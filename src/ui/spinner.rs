//! Progress spinners.

use indicatif::{ProgressBar, ProgressStyle};
use std::time::Duration;

use super::theme::CivetTheme;

/// A progress spinner for long-running commands.
pub struct ProgressSpinner {
    bar: ProgressBar,
}

impl ProgressSpinner {
    /// Create a new spinner with a message.
    pub fn new(message: &str) -> Self {
        let bar = ProgressBar::new_spinner();
        bar.set_style(
            ProgressStyle::default_spinner()
                .tick_chars("⠋⠙⠹⠸⠼⠴⠦⠧⠇⠏")
                .template("{spinner:.cyan} {msg}")
                .unwrap(),
        );
        bar.set_message(message.to_string());
        bar.enable_steady_tick(Duration::from_millis(80));

        Self { bar }
    }

    /// Create a spinner that doesn't show (quiet mode, non-TTY).
    pub fn hidden() -> Self {
        Self {
            bar: ProgressBar::hidden(),
        }
    }

    /// Finish with a success line.
    pub fn finish_success(&self, msg: &str) {
        let theme = CivetTheme::new();
        self.bar
            .set_style(ProgressStyle::default_spinner().template("{msg}").unwrap());
        self.bar.finish_with_message(theme.format_success(msg));
    }

    /// Finish with an error line.
    pub fn finish_error(&self, msg: &str) {
        let theme = CivetTheme::new();
        self.bar
            .set_style(ProgressStyle::default_spinner().template("{msg}").unwrap());
        self.bar.finish_with_message(theme.format_error(msg));
    }

    /// Finish and erase the spinner line.
    pub fn finish_and_clear(&self) {
        self.bar.finish_and_clear();
    }
}
//! Output verbosity mode.

/// Output verbosity mode.
#[derive(Debug, Clone, Copy, PartialEq, Eq, Default)]
pub enum OutputMode {
    /// Show everything, including the command line behind each check.
    Verbose,
    /// Show check status lines and the summary.
    #[default]
    Normal,
    /// Show the summary and errors only.
    Quiet,
}

impl OutputMode {
    /// Check if this mode shows per-check status lines.
    pub fn shows_checks(&self) -> bool {
        !matches!(self, Self::Quiet)
    }

    /// Check if this mode shows the command line behind each check.
    pub fn shows_commands(&self) -> bool {
        matches!(self, Self::Verbose)
    }

    /// Check if this mode shows progress spinners.
    pub fn shows_spinners(&self) -> bool {
        !matches!(self, Self::Quiet)
    }
}
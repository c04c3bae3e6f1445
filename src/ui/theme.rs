//! Visual theme and styling.

use console::Style;

/// civet's visual theme.
#[derive(Debug, Clone)]
pub struct CivetTheme {
    /// Style for success messages (green).
    pub success: Style,
    /// Style for warning messages (orange).
    pub warning: Style,
    /// Style for error messages (red bold).
    pub error: Style,
    /// Style for informational elements (cyan).
    pub info: Style,
    /// Style for dim/secondary text.
    pub dim: Style,
    /// Style for highlighted/important text (bold).
    pub highlight: Style,
    /// Style for section headers (cyan bold).
    pub header: Style,
    /// Style for commands shown in output (dim italic).
    pub command: Style,
}

impl Default for CivetTheme {
    fn default() -> Self {
        Self::new()
    }
}

impl CivetTheme {
    /// Create the default theme.
    pub fn new() -> Self {
        Self {
            success: Style::new().green(),
            warning: Style::new().color256(208),
            error: Style::new().red().bold(),
            info: Style::new().cyan(),
            dim: Style::new().dim(),
            highlight: Style::new().bold(),
            header: Style::new().bold().cyan(),
            command: Style::new().dim().italic(),
        }
    }

    /// Create a theme without colors (for non-TTY or --no-color).
    pub fn plain() -> Self {
        Self {
            success: Style::new(),
            warning: Style::new(),
            error: Style::new(),
            info: Style::new(),
            dim: Style::new(),
            highlight: Style::new(),
            header: Style::new(),
            command: Style::new(),
        }
    }

    /// Format a success message (icon + text in green).
    pub fn format_success(&self, msg: &str) -> String {
        format!("{}", self.success.apply_to(format!("✓ {}", msg)))
    }

    /// Format a warning message (icon + text in orange).
    pub fn format_warning(&self, msg: &str) -> String {
        format!("{}", self.warning.apply_to(format!("⚠ {}", msg)))
    }

    /// Format an error message (icon + text in red bold).
    pub fn format_error(&self, msg: &str) -> String {
        format!("{}", self.error.apply_to(format!("✗ {}", msg)))
    }

    /// Format a section header.
    pub fn format_header(&self, title: &str) -> String {
        format!("{}", self.header.apply_to(title))
    }
}

/// Check if colors should be enabled.
pub fn should_use_colors() -> bool {
    // Check NO_COLOR env var (https://no-color.org/)
    if std::env::var("NO_COLOR").is_ok() {
        return false;
    }

    // Check if stdout is a TTY
    console::Term::stdout().is_term()
}
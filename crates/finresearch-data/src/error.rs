use thiserror::Error;

#[derive(Error, Debug)]
pub enum DataError {
    #[error("HTTP error: {0}")]
    Http(#[from] reqwest::Error),

    #[error("{endpoint} returned status {status}")]
    Status { status: u16, endpoint: String },

    #[error("Provider error: {0}")]
    Provider(String),

    #[error("JSON error: {0}")]
    Json(#[from] serde_json::Error),

    #[error("SQLite error: {0}")]
    Sqlite(#[from] rusqlite::Error),

    #[error("Configuration error: {0}")]
    Config(String),
}
use std::collections::{BTreeMap, BTreeSet};
use std::sync::Arc;

use async_trait::async_trait;
use finresearch_data::{DataRequest, MarketData, StatementQuery};
use finresearch_models::{CollectedData, DataCollectionPlan, Dataset, ResearchPlan};
use tokio::sync::Semaphore;
use tokio::task::JoinSet;
use tracing::{debug, info, warn};

use super::{CollectInput, StageOutput, Worker, WorkerContext};
use crate::client::AgentClient;
use crate::error::AgentError;
use crate::prompts::data_plan_prompt;

const PRICE_HISTORY_DAYS: u32 = 365;
const INDICATOR_PERIOD: u32 = 14;
const MAX_COMPETITORS: usize = 3;

/// Decides what market data to pull, then fetches it concurrently.
pub struct DataCollector {
    client: AgentClient,
    market: Arc<dyn MarketData>,
    max_concurrent: usize,
    default_query: StatementQuery,
}

impl DataCollector {
    pub fn new(ctx: &WorkerContext) -> Self {
        Self {
            client: ctx.client(
                "DataCollector",
                "a financial data specialist who decides which market data to collect",
            ),
            market: ctx.market.clone(),
            max_concurrent: ctx.agents.max_concurrent_fetches.max(1),
            default_query: StatementQuery {
                period: ctx.data.statement_period.clone(),
                limit: ctx.data.statement_limit,
            },
        }
    }

    fn statement_query(&self, plan: &DataCollectionPlan) -> StatementQuery {
        let period = match plan.statement_period.trim().to_lowercase().as_str() {
            "quarter" | "quarterly" => "quarter".to_string(),
            "annual" | "year" | "yearly" => "annual".to_string(),
            _ => self.default_query.period.clone(),
        };
        let limit = if plan.statement_limit == 0 {
            self.default_query.limit
        } else {
            plan.statement_limit
        };
        StatementQuery { period, limit }
    }

    /// Requests for the subject, deduplicated by dataset name.
    fn subject_requests(
        &self,
        plan: &DataCollectionPlan,
        query: &StatementQuery,
        notes: &mut Vec<String>,
    ) -> Vec<DataRequest> {
        let mut requests = vec![DataRequest::StockPrice {
            days: PRICE_HISTORY_DAYS,
        }];
        for name in plan
            .financial_statements
            .iter()
            .chain(&plan.ratios_and_metrics)
        {
            match DataRequest::from_dataset_name(name.trim(), query) {
                Some(request) => requests.push(request),
                None => {
                    warn!(dataset = %name, "Unknown dataset in collection plan");
                    notes.push(format!("collection plan: unknown dataset '{name}' skipped"));
                }
            }
        }
        for indicator in &plan.technical_indicators {
            requests.push(DataRequest::TechnicalIndicator {
                name: indicator.trim().to_lowercase(),
                period: INDICATOR_PERIOD,
            });
        }

        let mut seen = BTreeSet::new();
        requests.retain(|r| seen.insert(r.dataset_name()));
        requests
    }
}

/// Competitor tickers from the data plan, else from the research plan.
fn competitor_tickers(
    subject: &str,
    data_plan: &DataCollectionPlan,
    plan: &ResearchPlan,
) -> Vec<String> {
    let candidates = if data_plan.competitor_tickers.is_empty() {
        &plan.competitors
    } else {
        &data_plan.competitor_tickers
    };
    let mut tickers: Vec<String> = candidates
        .iter()
        .map(|t| t.trim().to_uppercase())
        .filter(|t| looks_like_ticker(t) && t != subject)
        .collect();
    let mut seen = BTreeSet::new();
    tickers.retain(|t| seen.insert(t.clone()));
    tickers.truncate(MAX_COMPETITORS);
    tickers
}

fn looks_like_ticker(s: &str) -> bool {
    !s.is_empty()
        && s.len() <= 6
        && s.chars()
            .all(|c| c.is_ascii_alphanumeric() || c == '.' || c == '-')
}

#[async_trait]
impl Worker for DataCollector {
    type Input = CollectInput;
    type Output = CollectedData;

    fn name(&self) -> &str {
        self.client.name()
    }

    async fn process(
        &mut self,
        input: &CollectInput,
    ) -> Result<StageOutput<CollectedData>, AgentError> {
        let subject = input.subject.as_str();
        let structured = self
            .client
            .send_structured::<DataCollectionPlan>(&data_plan_prompt(subject, &input.plan))
            .await?;
        let mut notes = structured.notes();
        let data_plan = structured.value;

        let query = self.statement_query(&data_plan);
        let requests = self.subject_requests(&data_plan, &query, &mut notes);
        let competitors = competitor_tickers(subject, &data_plan, &input.plan);

        let mut jobs: Vec<(Option<String>, DataRequest)> =
            requests.into_iter().map(|r| (None, r)).collect();
        let summary_query = StatementQuery {
            period: query.period.clone(),
            limit: 1,
        };
        for ticker in &competitors {
            jobs.push((Some(ticker.clone()), DataRequest::Profile));
            jobs.push((
                Some(ticker.clone()),
                DataRequest::KeyMetrics(summary_query.clone()),
            ));
        }

        debug!(
            subject,
            fetches = jobs.len(),
            concurrency = self.max_concurrent,
            "Collecting market data"
        );

        let semaphore = Arc::new(Semaphore::new(self.max_concurrent));
        let mut set = JoinSet::new();
        let mut pending: BTreeMap<usize, (Option<String>, String)> = BTreeMap::new();
        for (index, (owner, request)) in jobs.into_iter().enumerate() {
            let market = self.market.clone();
            let semaphore = semaphore.clone();
            let ticker = owner.clone().unwrap_or_else(|| subject.to_string());
            pending.insert(index, (owner, request.dataset_name()));
            set.spawn(async move {
                let _permit = semaphore.acquire_owned().await.ok();
                (index, market.fetch(&ticker, &request).await)
            });
        }

        let mut fetched: Vec<(Option<String>, String, Dataset)> = Vec::with_capacity(pending.len());
        while let Some(joined) = set.join_next().await {
            match joined {
                Ok((index, dataset)) => {
                    if let Some((owner, name)) = pending.remove(&index) {
                        fetched.push((owner, name, dataset));
                    }
                }
                Err(e) => warn!(subject, error = %e, "Fetch task failed"),
            }
        }
        // whatever is still pending belongs to a task that panicked or was cancelled
        for (owner, name) in pending.into_values() {
            fetched.push((owner, name, Dataset::failed("fetch task failed")));
        }

        let mut datasets: BTreeMap<String, Dataset> = BTreeMap::new();
        let mut competitor_data: BTreeMap<String, BTreeMap<String, Dataset>> = BTreeMap::new();
        for (owner, name, dataset) in fetched {
            match owner {
                None => {
                    datasets.insert(name, dataset);
                }
                Some(ticker) => {
                    competitor_data
                        .entry(ticker)
                        .or_default()
                        .insert(name, dataset);
                }
            }
        }

        for (name, dataset) in &datasets {
            if let Some(error) = &dataset.error {
                warn!(subject, dataset = %name, error = %error, "Dataset unavailable");
                notes.push(format!("{name}: {error}"));
            }
        }
        for (ticker, sets) in &competitor_data {
            for (name, dataset) in sets {
                if let Some(error) = &dataset.error {
                    notes.push(format!("{ticker} {name}: {error}"));
                }
            }
        }

        info!(
            subject,
            datasets = datasets.len(),
            available = datasets.values().filter(|d| d.is_available()).count(),
            competitors = competitor_data.len(),
            "Market data collected"
        );

        Ok(StageOutput::new(
            CollectedData {
                subject: subject.to_string(),
                data_plan,
                datasets,
                competitors: competitor_data,
            },
            notes,
        ))
    }
}

#[cfg(test)]
mod tests {
    use super::*;
    use crate::test_support::{ScriptedEndpoint, StaticMarketData, StaticSearch};
    use crate::workers::tests::{context, context_with};
    use std::time::Duration;

    fn input(competitors: &[&str]) -> CollectInput {
        CollectInput {
            subject: "ACME".to_string(),
            plan: ResearchPlan {
                ticker: "ACME".to_string(),
                company_name: "Acme Corp".to_string(),
                competitors: competitors.iter().map(|s| s.to_string()).collect(),
                ..Default::default()
            },
        }
    }

    #[tokio::test]
    async fn collects_planned_datasets() {
        let (ctx, _) = context(ScriptedEndpoint::new().on_tool(
            "data_collection_plan",
            r#"{"financial_statements":["income_statement","balance_sheet"],
                "statement_period":"quarterly","statement_limit":4,
                "technical_indicators":["RSI"],"ratios_and_metrics":["key_metrics"],
                "competitor_tickers":["wid"]}"#,
        ));
        let mut collector = DataCollector::new(&ctx);

        let out = collector.process(&input(&[])).await.unwrap();
        assert!(!out.is_partial(), "{:?}", out.notes);

        let names: Vec<&str> = out.value.datasets.keys().map(String::as_str).collect();
        assert_eq!(
            names,
            vec![
                "balance_sheet",
                "income_statement",
                "indicator_rsi",
                "key_metrics",
                "stock_price"
            ]
        );
        let wid = &out.value.competitors["WID"];
        assert!(wid["profile"].is_available());
        assert!(wid.contains_key("key_metrics"));
    }

    #[tokio::test]
    async fn missing_statement_becomes_marker() {
        let market = StaticMarketData::new().missing("balance_sheet");
        let (ctx, _) = context_with(
            ScriptedEndpoint::new().on_tool("data_collection_plan", "no idea"),
            market,
            StaticSearch::new(),
        );
        let mut collector = DataCollector::new(&ctx);

        let out = collector.process(&input(&["Widget Industries", "WID"])).await.unwrap();
        let bs = &out.value.datasets["balance_sheet"];
        assert_eq!(bs.error.as_deref(), Some("404 Not Found"));
        assert!(out.value.dataset("balance_sheet").is_none());
        assert!(out.value.dataset("income_statement").is_some());
        assert!(out.notes.iter().any(|n| n == "balance_sheet: 404 Not Found"));
        // the free-text competitor name is not a ticker
        assert_eq!(out.value.competitors.keys().collect::<Vec<_>>(), vec!["WID"]);
    }

    #[tokio::test]
    async fn unknown_dataset_is_skipped() {
        let (ctx, _) = context(ScriptedEndpoint::new().on_tool(
            "data_collection_plan",
            r#"{"financial_statements":["income_statement","segment_revenue"]}"#,
        ));
        let mut collector = DataCollector::new(&ctx);

        let out = collector.process(&input(&[])).await.unwrap();
        assert!(out.value.datasets.contains_key("income_statement"));
        assert!(!out.value.datasets.contains_key("segment_revenue"));
        assert_eq!(out.notes.len(), 1);
    }

    #[tokio::test]
    async fn fetches_respect_concurrency_limit() {
        let (mut ctx, _) = context(ScriptedEndpoint::pipeline());
        let market = Arc::new(StaticMarketData::new().with_delay(Duration::from_millis(20)));
        ctx.market = market.clone();
        ctx.agents.max_concurrent_fetches = 2;
        let mut collector = DataCollector::new(&ctx);

        let out = collector.process(&input(&[])).await.unwrap();
        assert!(!out.is_partial(), "{:?}", out.notes);
        // stock price, three statements, key metrics, rsi, and two WID datasets
        assert_eq!(market.fetched().len(), 8);
        assert_eq!(market.peak_in_flight(), 2);
        assert_eq!(out.value.datasets.len(), 6);
        assert_eq!(out.value.competitors["WID"].len(), 2);
    }

    #[tokio::test]
    async fn panicked_fetch_leaves_a_marker() {
        let (ctx, _) = context_with(
            ScriptedEndpoint::pipeline(),
            StaticMarketData::new().panic_on("cash_flow"),
            StaticSearch::new(),
        );
        let mut collector = DataCollector::new(&ctx);

        let out = collector.process(&input(&[])).await.unwrap();
        let cash_flow = &out.value.datasets["cash_flow"];
        assert_eq!(cash_flow.error.as_deref(), Some("fetch task failed"));
        assert!(out.value.dataset("income_statement").is_some());
        assert!(out.notes.iter().any(|n| n == "cash_flow: fetch task failed"));
    }

    #[test]
    fn competitors_capped_and_deduplicated() {
        let plan = ResearchPlan {
            competitors: ["WID", "wid", "GIZ", "ACME", "FOO", "BAR"]
                .iter()
                .map(|s| s.to_string())
                .collect(),
            ..Default::default()
        };
        let data_plan = DataCollectionPlan::default();
        assert_eq!(
            competitor_tickers("ACME", &data_plan, &plan),
            vec!["WID", "GIZ", "FOO"]
        );
    }
}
****************************************
Only the lines above starting at the one containing "non-TTY or --no-color)." and ending at the one containing "text in green).", both included, are to be returned, exactly as they read.

▶ _Solution to this exercise_
    /// Create a theme without colors (for non-TTY or --no-color).
    pub fn plain() -> Self {
        Self {
            success: Style::new(),
            warning: Style::new(),
            error: Style::new(),
            info: Style::new(),
            dim: Style::new(),
            highlight: Style::new(),
            header: Style::new(),
            command: Style::new(),
        }
    }

    /// Format a success message (icon + text in green).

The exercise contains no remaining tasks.